**Exercise aim**
Lines that contain the string "configuration" are the ones to list; copy all of them from the records.
Exercise material: Begin
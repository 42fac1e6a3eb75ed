//! The `commandWithConnect` sequence

use cp_core::{ActionOutcome, CmdProxyApi, ConnectionKind};
use cp_protocol::Endpoint;

use super::{command_step, connect_step, disconnect_step};
use crate::output::print_info;

/// Connect, run `command` in the new session, then disconnect it
///
/// Stops at the first failing step. With `disconnect_on_error` a failed
/// command step is followed by a best-effort disconnect; the outcome still
/// names the command step.
pub async fn command_with_connect<A>(
    api: &A,
    kind: &ConnectionKind,
    command: &str,
    command_id: Option<i64>,
    disconnect_on_error: bool,
) -> ActionOutcome
where
    A: CmdProxyApi + ?Sized,
{
    let connection = kind.connection_type();

    let session_id = match connect_step(api, kind).await {
        Ok(id) => id,
        Err(error) => {
            return ActionOutcome::Failed {
                step: Endpoint::Connect,
                error,
            }
        }
    };

    if let Err(error) = command_step(api, connection, &session_id, command, command_id).await {
        if disconnect_on_error {
            print_info(&format!("closing session {} after failed command", session_id));
            if let Err(e) = disconnect_step(api, connection, &session_id).await {
                tracing::warn!("Cleanup disconnect of {} failed: {}", session_id, e);
            }
        }
        return ActionOutcome::Failed {
            step: Endpoint::Command,
            error,
        };
    }

    match disconnect_step(api, connection, &session_id).await {
        Ok(()) => ActionOutcome::Completed,
        Err(error) => ActionOutcome::Failed {
            step: Endpoint::Disconnect,
            error,
        },
    }
}
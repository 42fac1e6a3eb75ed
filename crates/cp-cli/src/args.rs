//! Command-line argument parsing
//!
//! Flag spellings follow the CmdProxy conventions (`--targetHost`,
//! `--loginExpectedString`, ...). Parsed flags are merged with the config
//! file into an immutable [`Invocation`].

use std::path::PathBuf;
use std::time::Duration;

use clap::{Parser, ValueEnum};

use cp_core::config::ClientConfig;
use cp_core::{Action, ConnectionKind, FailurePolicy};
use cp_protocol::{ConnectTelnetRequest, SessionId};

const USAGE_EXAMPLES: &str = "\
Examples:
  Connect:
    cmdproxy-test --type=console --action=connect

  Command:
    cmdproxy-test --type=console --action=command --command=\"ls -lah\" --id=219602104153538926

  Disconnect:
    cmdproxy-test --type=console --action=disconnect --id=219602104153538926

  Complex use:
    cmdproxy-test --type=console --action=commandWithConnect --command=\"ls -lah\"

  Telnet:
    cmdproxy-test --type=telnet --action=connect --targetHost=10.0.0.1 --targetPort=23 \\
        --targetLogin=admin --targetPassword=secret --loginExpectedString=login: \\
        --passwordExpectedString=Password: --hostnameExpectedString=router#";

/// Simple tool for testing and demonstrating CmdProxy work
#[derive(Parser, Debug)]
#[command(name = "cmdproxy-test")]
#[command(author, version, about = "Simple tool for testing and demonstrating CmdProxy work")]
#[command(after_help = USAGE_EXAMPLES)]
pub struct Cli {
    /// Connection type
    #[arg(long = "type", value_name = "TYPE", value_enum)]
    pub kind: TypeArg,

    /// Action to perform
    #[arg(long, value_enum)]
    pub action: ActionArg,

    /// Host of CmdProxy [default: localhost]
    #[arg(long)]
    pub host: Option<String>,

    /// Port of CmdProxy [default: 25505]
    #[arg(long)]
    pub port: Option<u16>,

    /// Session id returned by an earlier connect
    #[arg(
        long,
        required_if_eq_any([("action", "command"), ("action", "disconnect")])
    )]
    pub id: Option<String>,

    /// Command to execute
    #[arg(
        long,
        required_if_eq_any([("action", "command"), ("action", "commandWithConnect")])
    )]
    pub command: Option<String>,

    /// Correlation id echoed back by the server
    #[arg(long = "command-id")]
    pub command_id: Option<i64>,

    /// Telnet target host [default: localhost]
    #[arg(long = "targetHost", alias = "telnetHost")]
    pub target_host: Option<String>,

    /// Telnet target port [default: 23]
    #[arg(long = "targetPort", alias = "telnetPort")]
    pub target_port: Option<u16>,

    /// Telnet login
    #[arg(long = "targetLogin", alias = "login")]
    pub target_login: Option<String>,

    /// Telnet password
    #[arg(long = "targetPassword", alias = "password")]
    pub target_password: Option<String>,

    /// Prompt preceding the login
    #[arg(long = "loginExpectedString")]
    pub login_expected_string: Option<String>,

    /// Prompt preceding the password
    #[arg(long = "passwordExpectedString")]
    pub password_expected_string: Option<String>,

    /// Device prompt once logged in
    #[arg(long = "hostnameExpectedString")]
    pub hostname_expected_string: Option<String>,

    /// Pagination marker in long outputs
    #[arg(long = "continueCommandExpectedString")]
    pub continue_command_expected_string: Option<String>,

    /// Per-request timeout in seconds
    #[arg(long)]
    pub timeout: Option<u64>,

    /// How a failed commandWithConnect is surfaced [default: report]
    #[arg(long = "on-failure", value_enum)]
    pub on_failure: Option<FailurePolicyArg>,

    /// Disconnect the session if the command step of commandWithConnect fails
    #[arg(long = "disconnect-on-error")]
    pub disconnect_on_error: bool,

    /// Path to configuration file
    #[arg(short, long, env = "CMDPROXY_CONFIG")]
    pub config: Option<PathBuf>,

    /// Enable verbose output
    #[arg(short, long, action = clap::ArgAction::Count)]
    pub verbose: u8,

    /// Suppress all diagnostics except errors
    #[arg(short, long)]
    pub quiet: bool,
}

/// `--type` values
#[derive(Debug, Clone, Copy, PartialEq, Eq, ValueEnum)]
pub enum TypeArg {
    Console,
    Telnet,
}

/// `--action` values
#[derive(Debug, Clone, Copy, PartialEq, Eq, ValueEnum)]
pub enum ActionArg {
    Connect,
    Disconnect,
    Command,
    #[value(name = "commandWithConnect")]
    CommandWithConnect,
}

impl From<ActionArg> for Action {
    fn from(arg: ActionArg) -> Self {
        match arg {
            ActionArg::Connect => Action::Connect,
            ActionArg::Disconnect => Action::Disconnect,
            ActionArg::Command => Action::Command,
            ActionArg::CommandWithConnect => Action::CommandWithConnect,
        }
    }
}

/// `--on-failure` values
#[derive(Debug, Clone, Copy, PartialEq, Eq, ValueEnum)]
pub enum FailurePolicyArg {
    Report,
    Silent,
}

impl From<FailurePolicyArg> for FailurePolicy {
    fn from(arg: FailurePolicyArg) -> Self {
        match arg {
            FailurePolicyArg::Report => FailurePolicy::Report,
            FailurePolicyArg::Silent => FailurePolicy::Silent,
        }
    }
}

/// Everything one run needs, after flags and config file are merged
#[derive(Debug, Clone)]
pub struct Invocation {
    pub kind: ConnectionKind,
    pub action: Action,
    pub host: String,
    pub port: u16,
    pub timeout: Option<Duration>,
    pub session_id: Option<SessionId>,
    pub command: Option<String>,
    pub command_id: Option<i64>,
    pub failure_policy: FailurePolicy,
    pub disconnect_on_error: bool,
}

impl Invocation {
    /// Merge parsed flags over the loaded configuration
    pub fn resolve(cli: &Cli, config: &ClientConfig) -> Self {
        let kind = match cli.kind {
            TypeArg::Console => ConnectionKind::Console,
            TypeArg::Telnet => ConnectionKind::Telnet(telnet_request(cli, config)),
        };

        Self {
            kind,
            action: cli.action.into(),
            host: cli
                .host
                .clone()
                .unwrap_or_else(|| config.server.host.clone()),
            port: cli.port.unwrap_or(config.server.port),
            timeout: cli
                .timeout
                .map(Duration::from_secs)
                .or_else(|| config.server.timeout()),
            session_id: cli.id.clone().map(SessionId::from),
            command: cli.command.clone(),
            command_id: cli.command_id,
            failure_policy: cli
                .on_failure
                .map(FailurePolicy::from)
                .unwrap_or(config.behavior.on_sequence_failure),
            disconnect_on_error: cli.disconnect_on_error || config.behavior.disconnect_on_error,
        }
    }
}

fn telnet_request(cli: &Cli, config: &ClientConfig) -> ConnectTelnetRequest {
    let telnet = &config.telnet;
    let pick = |flag: &Option<String>, fallback: &String| {
        flag.clone().unwrap_or_else(|| fallback.clone())
    };

    ConnectTelnetRequest {
        host: pick(&cli.target_host, &telnet.host),
        port: cli.target_port.unwrap_or(telnet.port),
        login: pick(&cli.target_login, &telnet.login),
        password: pick(&cli.target_password, &telnet.password),
        login_expected_string: pick(&cli.login_expected_string, &telnet.login_expected_string),
        password_expected_string: pick(
            &cli.password_expected_string,
            &telnet.password_expected_string,
        ),
        hostname_expected_string: pick(
            &cli.hostname_expected_string,
            &telnet.hostname_expected_string,
        ),
        continue_command_expected_string: pick(
            &cli.continue_command_expected_string,
            &telnet.continue_command_expected_string,
        ),
    }
}
//! Action dispatch
//!
//! Maps the requested action onto the connect / command / disconnect steps.
//! Every step prints its own report lines; the dispatcher only turns step
//! results into an [`ActionOutcome`].

mod command;
mod connect;
mod disconnect;
mod sequence;

pub use command::command_step;
pub use connect::connect_step;
pub use disconnect::disconnect_step;
pub use sequence::command_with_connect;

use cp_core::{Action, ActionOutcome, ClientError, CmdProxyApi, FailurePolicy};
use cp_protocol::Endpoint;

use crate::args::Invocation;
use crate::output::{print_error, print_info};

/// Run the invocation's action against `api`
pub async fn run_action<A>(api: &A, invocation: &Invocation) -> ActionOutcome
where
    A: CmdProxyApi + ?Sized,
{
    let kind = &invocation.kind;
    let connection = kind.connection_type();
    print_info(&format!("handle {}", connection));

    match invocation.action {
        Action::Connect => step_outcome(Endpoint::Connect, connect_step(api, kind).await),

        Action::Disconnect => {
            let Some(session_id) = &invocation.session_id else {
                return missing_argument(Endpoint::Disconnect, "--id");
            };
            step_outcome(
                Endpoint::Disconnect,
                disconnect_step(api, connection, session_id).await,
            )
        }

        Action::Command => {
            let Some(session_id) = &invocation.session_id else {
                return missing_argument(Endpoint::Command, "--id");
            };
            let Some(command) = &invocation.command else {
                return missing_argument(Endpoint::Command, "--command");
            };
            step_outcome(
                Endpoint::Command,
                command_step(api, connection, session_id, command, invocation.command_id).await,
            )
        }

        Action::CommandWithConnect => {
            let Some(command) = &invocation.command else {
                return missing_argument(Endpoint::Command, "--command");
            };
            command_with_connect(
                api,
                kind,
                command,
                invocation.command_id,
                invocation.disconnect_on_error,
            )
            .await
        }
    }
}

/// Surface a finished action and pick the process exit code
pub fn report_outcome(outcome: &ActionOutcome, action: Action, policy: FailurePolicy) -> i32 {
    let code = outcome.exit_code(action, policy);

    if let ActionOutcome::Failed { step, error } = outcome {
        if code == 0 {
            tracing::debug!("{} failed at {}, ignored by policy: {}", action, step, error);
        } else if action == Action::CommandWithConnect {
            print_error(&format!("{} stopped at {}: {}", action, step, error));
        }
    }

    code
}

fn step_outcome<T>(step: Endpoint, result: Result<T, ClientError>) -> ActionOutcome {
    match result {
        Ok(_) => ActionOutcome::Completed,
        Err(error) => ActionOutcome::Failed { step, error },
    }
}

fn missing_argument(step: Endpoint, argument: &'static str) -> ActionOutcome {
    let error = ClientError::MissingArgument(argument);
    print_error(&error.to_string());
    ActionOutcome::Failed { step, error }
}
Exercise material: End
**Result**
    /// Path to configuration file
    /// Merge parsed flags over the loaded configuration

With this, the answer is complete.